Con estas palabras olvidaba Iván Espinosa de los Monteros que el primer reconocimiento a la figura de Manuel Azaña en tiempos democráticos lo protagonizó Juan Carlos I. Tuvo lugar en su primer viaje oficial a México, tras la recuperación de las relaciones diplomáticas entre ambos países, rotas por el no reconocimiento del gobierno franquista por parte del estado mexicano. El encuentro entre los reyes y Dolores Rivas Cherif en la embajada fue la imagen más simbólica de este viaje. La entrevista fue el 20 de noviembre de 1978. Mientras, España se preparaba para votar la Constitución, al tiempo que un grupo de nostálgicos recordaba la muerte de Franco en la plaza de Oriente y fracasaba la Operación Galaxia, conspiración militar que buscaba detener por la fuerza de nuevo el camino de la democracia.
“Cuánto le hubiera gustado a don Manuel Azaña vivir este día, porque él quería la reconciliación de todos los españoles”. “Lo sé, señora, lo sé, he leído sus obras, y lo sé”. Los periódicos españoles repitieron este sencillo diálogo entre la viuda de Azaña y el rey, acompañándolo de una fotografía en la que los protagonistas hablaban sonrientes, cogidos de la mano. Historia de un abrazo que sellaba la reconciliación, relataban. Un encuentro que enlazaba el presente constitucional “con la tradición democrática y liberal de nuestro pasado”, resumía El País en su editorial. El Alcázar, en cambio, lo describía con ironía, zanjando el encuentro como el reflejo de la exquisita educación de sus protagonistas. Una educación en la que, decía el diario de extrema derecha, “hay siempre algo de exageración”. Tampoco es un invento del siglo XXI la bandera de la incorrección política, o lo que es lo mismo, el ataque disfrazado de provocación ingeniosa a la educación y el respeto, como si no fuesen la base de la convivencia. O tal vez, porque lo son.

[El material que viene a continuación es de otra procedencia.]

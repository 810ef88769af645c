//! Test doubles for the harness collaborators
//!
//! In-process executors and fault controllers with scripted, deterministic
//! behavior. Used by the unit tests here and by the integration suites.

use async_trait::async_trait;
use parking_lot::Mutex;
use std::collections::VecDeque;
use std::sync::atomic::{AtomicBool, AtomicU64, Ordering};
use std::sync::Arc;
use txchaos_core::{
    FailureKind, FaultController, FaultError, Reply, TransactionError, TransactionExecutor,
};

use crate::monitor::{ProgressReport, ProgressReporter};

/// Echoes every value back unchanged.
#[derive(Debug, Default)]
pub struct EchoExecutor {
    calls: AtomicU64,
}

impl EchoExecutor {
    /// Create a new echo executor.
    pub fn new() -> Self {
        Self::default()
    }

    /// Number of `execute` calls so far.
    pub fn calls(&self) -> u64 {
        self.calls.load(Ordering::Acquire)
    }
}

#[async_trait]
impl TransactionExecutor for EchoExecutor {
    async fn execute(&self, value: i32) -> Result<Reply, TransactionError> {
        self.calls.fetch_add(1, Ordering::AcqRel);
        Ok(Reply::Row(value))
    }
}

/// Always returns `value + 1`.
#[derive(Debug, Default)]
pub struct OffByOneExecutor;

#[async_trait]
impl TransactionExecutor for OffByOneExecutor {
    async fn execute(&self, value: i32) -> Result<Reply, TransactionError> {
        Ok(Reply::Row(value.wrapping_add(1)))
    }
}

/// Always completes without a row.
#[derive(Debug, Default)]
pub struct NoRowExecutor;

#[async_trait]
impl TransactionExecutor for NoRowExecutor {
    async fn execute(&self, _value: i32) -> Result<Reply, TransactionError> {
        Ok(Reply::NoRow)
    }
}

/// Alternates connection failure / echo across all callers.
///
/// The n-th call overall (0-based) fails when n is even, so any even number
/// of calls splits exactly in half regardless of interleaving.
#[derive(Debug, Default)]
pub struct AlternatingExecutor {
    calls: AtomicU64,
}

impl AlternatingExecutor {
    /// Create a new alternating executor.
    pub fn new() -> Self {
        Self::default()
    }
}

#[async_trait]
impl TransactionExecutor for AlternatingExecutor {
    async fn execute(&self, value: i32) -> Result<Reply, TransactionError> {
        let n = self.calls.fetch_add(1, Ordering::AcqRel);
        if n % 2 == 0 {
            Err(TransactionError::connection("connection reset by peer"))
        } else {
            Ok(Reply::Row(value))
        }
    }
}

/// Fails with the given kind once the call count reaches `after`.
#[derive(Debug)]
pub struct FailingExecutor {
    kind: FailureKind,
    after: u64,
    calls: AtomicU64,
}

impl FailingExecutor {
    /// Echo for the first `after` calls, then fail every call with `kind`.
    pub fn after(after: u64, kind: FailureKind) -> Self {
        Self {
            kind,
            after,
            calls: AtomicU64::new(0),
        }
    }

    /// Number of `execute` calls so far.
    pub fn calls(&self) -> u64 {
        self.calls.load(Ordering::Acquire)
    }
}

#[async_trait]
impl TransactionExecutor for FailingExecutor {
    async fn execute(&self, value: i32) -> Result<Reply, TransactionError> {
        let n = self.calls.fetch_add(1, Ordering::AcqRel);
        if n >= self.after {
            Err(TransactionError::new(self.kind, format!("injected failure on call {}", n)))
        } else {
            Ok(Reply::Row(value))
        }
    }
}

/// Scripted result for [`ScriptedExecutor`].
#[derive(Debug, Clone, Copy, PartialEq, Eq)]
pub enum Step {
    /// Echo the input
    Echo,
    /// Return this value regardless of input
    Row(i32),
    /// Return no row
    NoRow,
    /// Fail with this kind
    Fail(FailureKind),
}

/// Plays back a fixed script, then repeats a fallback step.
#[derive(Debug)]
pub struct ScriptedExecutor {
    script: Mutex<VecDeque<Step>>,
    fallback: Step,
    calls: AtomicU64,
}

impl ScriptedExecutor {
    /// Play `script` in order, then `fallback` forever.
    pub fn new(script: impl IntoIterator<Item = Step>, fallback: Step) -> Self {
        Self {
            script: Mutex::new(script.into_iter().collect()),
            fallback,
            calls: AtomicU64::new(0),
        }
    }

    /// Repeat `step` forever.
    pub fn always(step: Step) -> Self {
        Self::new([], step)
    }

    /// Number of `execute` calls so far.
    pub fn calls(&self) -> u64 {
        self.calls.load(Ordering::Acquire)
    }
}

#[async_trait]
impl TransactionExecutor for ScriptedExecutor {
    async fn execute(&self, value: i32) -> Result<Reply, TransactionError> {
        self.calls.fetch_add(1, Ordering::AcqRel);
        let step = self.script.lock().pop_front().unwrap_or(self.fallback);
        match step {
            Step::Echo => Ok(Reply::Row(value)),
            Step::Row(v) => Ok(Reply::Row(v)),
            Step::NoRow => Ok(Reply::NoRow),
            Step::Fail(kind) => Err(TransactionError::new(kind, "scripted failure")),
        }
    }
}

/// One call made against a [`RecordingFaultController`].
#[derive(Debug, Clone, Copy, PartialEq)]
pub enum FaultCall {
    /// `clear_rules`
    Clear,
    /// `install_hard_block`
    HardBlock,
    /// `install_probabilistic_drop`
    Drop(f64),
}

/// Failure a [`RecordingFaultController`] injects for one kind of call.
#[derive(Debug, Clone, Copy, PartialEq, Eq)]
pub enum FaultFailure {
    /// The command could not be started
    Spawn,
    /// The command ran and failed
    Exit,
}

/// Shared in-memory "network" connecting the fake controller and executor.
#[derive(Debug, Default)]
pub struct FakeNetwork {
    blocked: AtomicBool,
}

impl FakeNetwork {
    /// Create an unblocked network.
    pub fn new() -> Arc<Self> {
        Arc::new(Self::default())
    }

    /// Whether a hard block is installed.
    pub fn is_blocked(&self) -> bool {
        self.blocked.load(Ordering::Acquire)
    }
}

/// Records every call in order; optionally drives a [`FakeNetwork`].
#[derive(Debug, Default)]
pub struct RecordingFaultController {
    calls: Mutex<Vec<FaultCall>>,
    network: Option<Arc<FakeNetwork>>,
    fail_clear: Mutex<Option<FaultFailure>>,
    fail_hard_block: Option<FaultFailure>,
    fail_drop: Option<FaultFailure>,
}

impl RecordingFaultController {
    /// A controller whose rules have no effect on anything.
    pub fn new() -> Self {
        Self::default()
    }

    /// A controller that blocks and unblocks `network`.
    pub fn wired(network: Arc<FakeNetwork>) -> Self {
        Self {
            network: Some(network),
            ..Self::default()
        }
    }

    /// Make the next `clear_rules` call fail.
    pub fn fail_next_clear(self, failure: FaultFailure) -> Self {
        *self.fail_clear.lock() = Some(failure);
        self
    }

    /// Make every `install_hard_block` call fail.
    pub fn fail_hard_block(mut self, failure: FaultFailure) -> Self {
        self.fail_hard_block = Some(failure);
        self
    }

    /// Make every `install_probabilistic_drop` call fail.
    pub fn fail_drop(mut self, failure: FaultFailure) -> Self {
        self.fail_drop = Some(failure);
        self
    }

    /// Calls made so far, in order.
    pub fn calls(&self) -> Vec<FaultCall> {
        self.calls.lock().clone()
    }

    fn record(&self, call: FaultCall, failure: Option<FaultFailure>) -> Result<(), FaultError> {
        self.calls.lock().push(call);
        let command = format!("fake {:?}", call);
        match failure {
            None => Ok(()),
            Some(FaultFailure::Spawn) => Err(FaultError::Spawn {
                command,
                source: std::io::Error::new(std::io::ErrorKind::NotFound, "no such binary"),
            }),
            Some(FaultFailure::Exit) => Err(FaultError::CommandFailed {
                command,
                status: "exit status: 1".to_string(),
                stderr: "rule rejected".to_string(),
            }),
        }
    }

    fn set_blocked(&self, blocked: bool) {
        if let Some(network) = &self.network {
            network.blocked.store(blocked, Ordering::Release);
        }
    }
}

#[async_trait]
impl FaultController for RecordingFaultController {
    async fn clear_rules(&self) -> Result<(), FaultError> {
        let failure = self.fail_clear.lock().take();
        self.record(FaultCall::Clear, failure)?;
        self.set_blocked(false);
        Ok(())
    }

    async fn install_hard_block(&self) -> Result<(), FaultError> {
        self.record(FaultCall::HardBlock, self.fail_hard_block)?;
        self.set_blocked(true);
        Ok(())
    }

    async fn install_probabilistic_drop(&self, probability: f64) -> Result<(), FaultError> {
        self.record(FaultCall::Drop(probability), self.fail_drop)
    }
}

/// Echoes unless the [`FakeNetwork`] is blocked, then fails with `Connection`.
#[derive(Debug)]
pub struct NetworkExecutor {
    network: Arc<FakeNetwork>,
}

impl NetworkExecutor {
    /// Create an executor routed through `network`.
    pub fn new(network: Arc<FakeNetwork>) -> Self {
        Self { network }
    }
}

#[async_trait]
impl TransactionExecutor for NetworkExecutor {
    async fn execute(&self, value: i32) -> Result<Reply, TransactionError> {
        if self.network.is_blocked() {
            Err(TransactionError::connection("connection refused"))
        } else {
            Ok(Reply::Row(value))
        }
    }
}

/// Collects every progress report in memory.
#[derive(Debug, Default)]
pub struct RecordingReporter {
    reports: Mutex<Vec<ProgressReport>>,
}

impl RecordingReporter {
    /// Create an empty recorder.
    pub fn new() -> Arc<Self> {
        Arc::new(Self::default())
    }

    /// Reports received so far, in order.
    pub fn reports(&self) -> Vec<ProgressReport> {
        self.reports.lock().clone()
    }

    /// Only the reports flagged final.
    pub fn final_reports(&self) -> Vec<ProgressReport> {
        self.reports
            .lock()
            .iter()
            .filter(|r| r.is_final)
            .cloned()
            .collect()
    }
}

impl ProgressReporter for RecordingReporter {
    fn report(&self, report: &ProgressReport) {
        self.reports.lock().push(report.clone());
    }
}
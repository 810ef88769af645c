//! Turn parsed arguments into a validated harness config.
//!
//! Precedence, lowest first: built-in defaults, config file, command line
//! (including the environment variables clap reads for some flags).

use clap::ArgMatches;
use std::path::{Path, PathBuf};
use txchaos_core::config::CONFIG_FILE_NAME;
use txchaos_core::{ConfigError, HarnessConfig, InterruptPolicy, ValueSource};

use crate::format::OutputMode;

/// Everything `main` needs to start a run.
#[derive(Debug)]
pub struct CliAction {
    pub config: HarnessConfig,
    pub config_path: Option<PathBuf>,
    pub output: OutputMode,
    pub fail_on_violation: bool,
}

/// Resolve `matches` against `cwd`.
pub fn matches_to_action(matches: &ArgMatches, cwd: &Path) -> Result<CliAction, ConfigError> {
    let config_path = match matches.get_one::<String>("config") {
        Some(path) => Some(PathBuf::from(path)),
        None => {
            let default = cwd.join(CONFIG_FILE_NAME);
            default.is_file().then_some(default)
        }
    };

    let mut config = match &config_path {
        Some(path) => HarnessConfig::from_file(path)?,
        None => HarnessConfig::default(),
    };
    apply_overrides(&mut config, matches);
    config.validate()?;

    let output = if matches.get_flag("json") {
        OutputMode::Json
    } else {
        OutputMode::Human
    };

    Ok(CliAction {
        config,
        config_path,
        output,
        fail_on_violation: matches.get_flag("fail-on-violation"),
    })
}

fn apply_overrides(config: &mut HarnessConfig, matches: &ArgMatches) {
    if let Some(url) = matches.get_one::<String>("database-url") {
        config.database_url = url.clone();
    }
    if let Some(workers) = matches.get_one::<usize>("workers") {
        config.workers = *workers;
    }
    if let Some(iterations) = matches.get_one::<u64>("iterations") {
        config.iterations = *iterations;
        config.until_cancelled = false;
    }
    if matches.get_flag("until-cancelled") {
        config.until_cancelled = true;
    }
    if let Some(ms) = matches.get_one::<u64>("duration-ms") {
        config.run_duration_ms = Some(*ms);
    }
    if let Some(p) = matches.get_one::<f64>("drop-probability") {
        config.drop_probability = *p;
    }
    if matches.get_flag("random-values") {
        config.value_source = ValueSource::Random;
    }
    if let Some(seed) = matches.get_one::<u64>("seed") {
        config.seed = Some(*seed);
    }
    if matches.get_flag("ignore-interrupts") {
        config.interrupt = InterruptPolicy::Ignore;
    }
    if let Some(binary) = matches.get_one::<String>("iptables") {
        config.faults.command = binary.clone();
    }
    if let Some(port) = matches.get_one::<u16>("port") {
        config.faults.port = *port;
    }
}
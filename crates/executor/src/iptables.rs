//! iptables fault controller
//!
//! Rules target the database's return traffic: packets arriving on the
//! configured chain with the database port as their *source* port.
//!
//! | operation          | arguments                                                                  |
//! |--------------------|----------------------------------------------------------------------------|
//! | clear              | `-F`                                                                       |
//! | hard block         | `-A <chain> -p <proto> --sport <port> -j REJECT`                           |
//! | probabilistic drop | `-A <chain> -p <proto> --sport <port> -m statistic --mode random --probability <p> -j DROP` |
//!
//! Each command is awaited to completion before the call returns.

use async_trait::async_trait;
use tokio::process::Command;
use tracing::{debug, info};
use txchaos_core::{FaultController, FaultError, FaultsConfig};

/// Drives an iptables-compatible binary
#[derive(Debug, Clone)]
pub struct IptablesFaultController {
    command: String,
    chain: String,
    protocol: String,
    port: u16,
}

impl IptablesFaultController {
    /// Create a controller from the `[faults]` config section.
    pub fn new(config: &FaultsConfig) -> Self {
        Self {
            command: config.command.clone(),
            chain: config.chain.clone(),
            protocol: config.protocol.clone(),
            port: config.port,
        }
    }

    /// Arguments that flush every rule.
    pub fn clear_args(&self) -> Vec<String> {
        vec!["-F".to_string()]
    }

    fn match_args(&self) -> Vec<String> {
        vec![
            "-A".to_string(),
            self.chain.clone(),
            "-p".to_string(),
            self.protocol.clone(),
            "--sport".to_string(),
            self.port.to_string(),
        ]
    }

    /// Arguments that reject all return traffic.
    pub fn hard_block_args(&self) -> Vec<String> {
        let mut args = self.match_args();
        args.extend(["-j", "REJECT"].map(String::from));
        args
    }

    /// Arguments that drop return traffic with the given probability.
    pub fn drop_args(&self, probability: f64) -> Result<Vec<String>, FaultError> {
        if !(probability > 0.0 && probability <= 1.0) {
            return Err(FaultError::InvalidRule(format!(
                "drop probability must be in (0, 1], got {}",
                probability
            )));
        }
        let mut args = self.match_args();
        args.extend(["-m", "statistic", "--mode", "random", "--probability"].map(String::from));
        args.push(probability.to_string());
        args.extend(["-j", "DROP"].map(String::from));
        Ok(args)
    }

    fn command_line(&self, args: &[String]) -> String {
        format!("{} {}", self.command, args.join(" "))
    }

    async fn run(&self, args: Vec<String>) -> Result<(), FaultError> {
        let command = self.command_line(&args);
        debug!(target: "txchaos::faults", %command, "running");

        let output = Command::new(&self.command)
            .args(&args)
            .kill_on_drop(true)
            .output()
            .await
            .map_err(|source| FaultError::Spawn {
                command: command.clone(),
                source,
            })?;

        if !output.status.success() {
            return Err(FaultError::CommandFailed {
                command,
                status: output.status.to_string(),
                stderr: String::from_utf8_lossy(&output.stderr).trim().to_string(),
            });
        }
        info!(target: "txchaos::faults", %command, "rule command applied");
        Ok(())
    }
}

#[async_trait]
impl FaultController for IptablesFaultController {
    async fn clear_rules(&self) -> Result<(), FaultError> {
        self.run(self.clear_args()).await
    }

    async fn install_hard_block(&self) -> Result<(), FaultError> {
        self.run(self.hard_block_args()).await
    }

    async fn install_probabilistic_drop(&self, probability: f64) -> Result<(), FaultError> {
        let args = self.drop_args(probability)?;
        self.run(args).await
    }
}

Celebrar a Azaña es una buena noticia para el pluralismo político que busca referentes en la historia. Abrigarse en los hombres y mujeres del pasado no debería ser un ejercicio de quién supera la prueba del algodón de los nuestros ni un quién viste mejor los trajes de nuestro tiempo. No hay ser humano, ni ahora ni antes, que resista el escrutinio de la perfección, pero sí quienes aportaron su grano de arena a modelar lo que nos gusta del mundo que hemos recibido. Personajes cuya existencia contribuyó a que los valores que asumimos hoy como innegociables llegasen a serlo. Que tendieron puentes y trabajaron por la razón y el progreso.
Frente a quienes invocaban a cirujanos de hierro, apostaban por soluciones drásticas, defendían recetas simples para problemas complejos o se dolían por el eterno mal de España y por un cainismo del que sólo escapaban ellos, Manuel Azaña representa la confianza en la política como solución activa. Defiende la necesidad de modernizar el Estado para articular medidas concretas, huyendo de las grandes palabras vacías. Celebrar a Azaña es recordar su apuesta por las instituciones como herramienta de transformación. La política que se hace en la Gaceta de Madrid y no en el Ateneo. En el BOE y no en las redes. Por eso, como diría Santos Juliá, “hay que leer a Azaña”.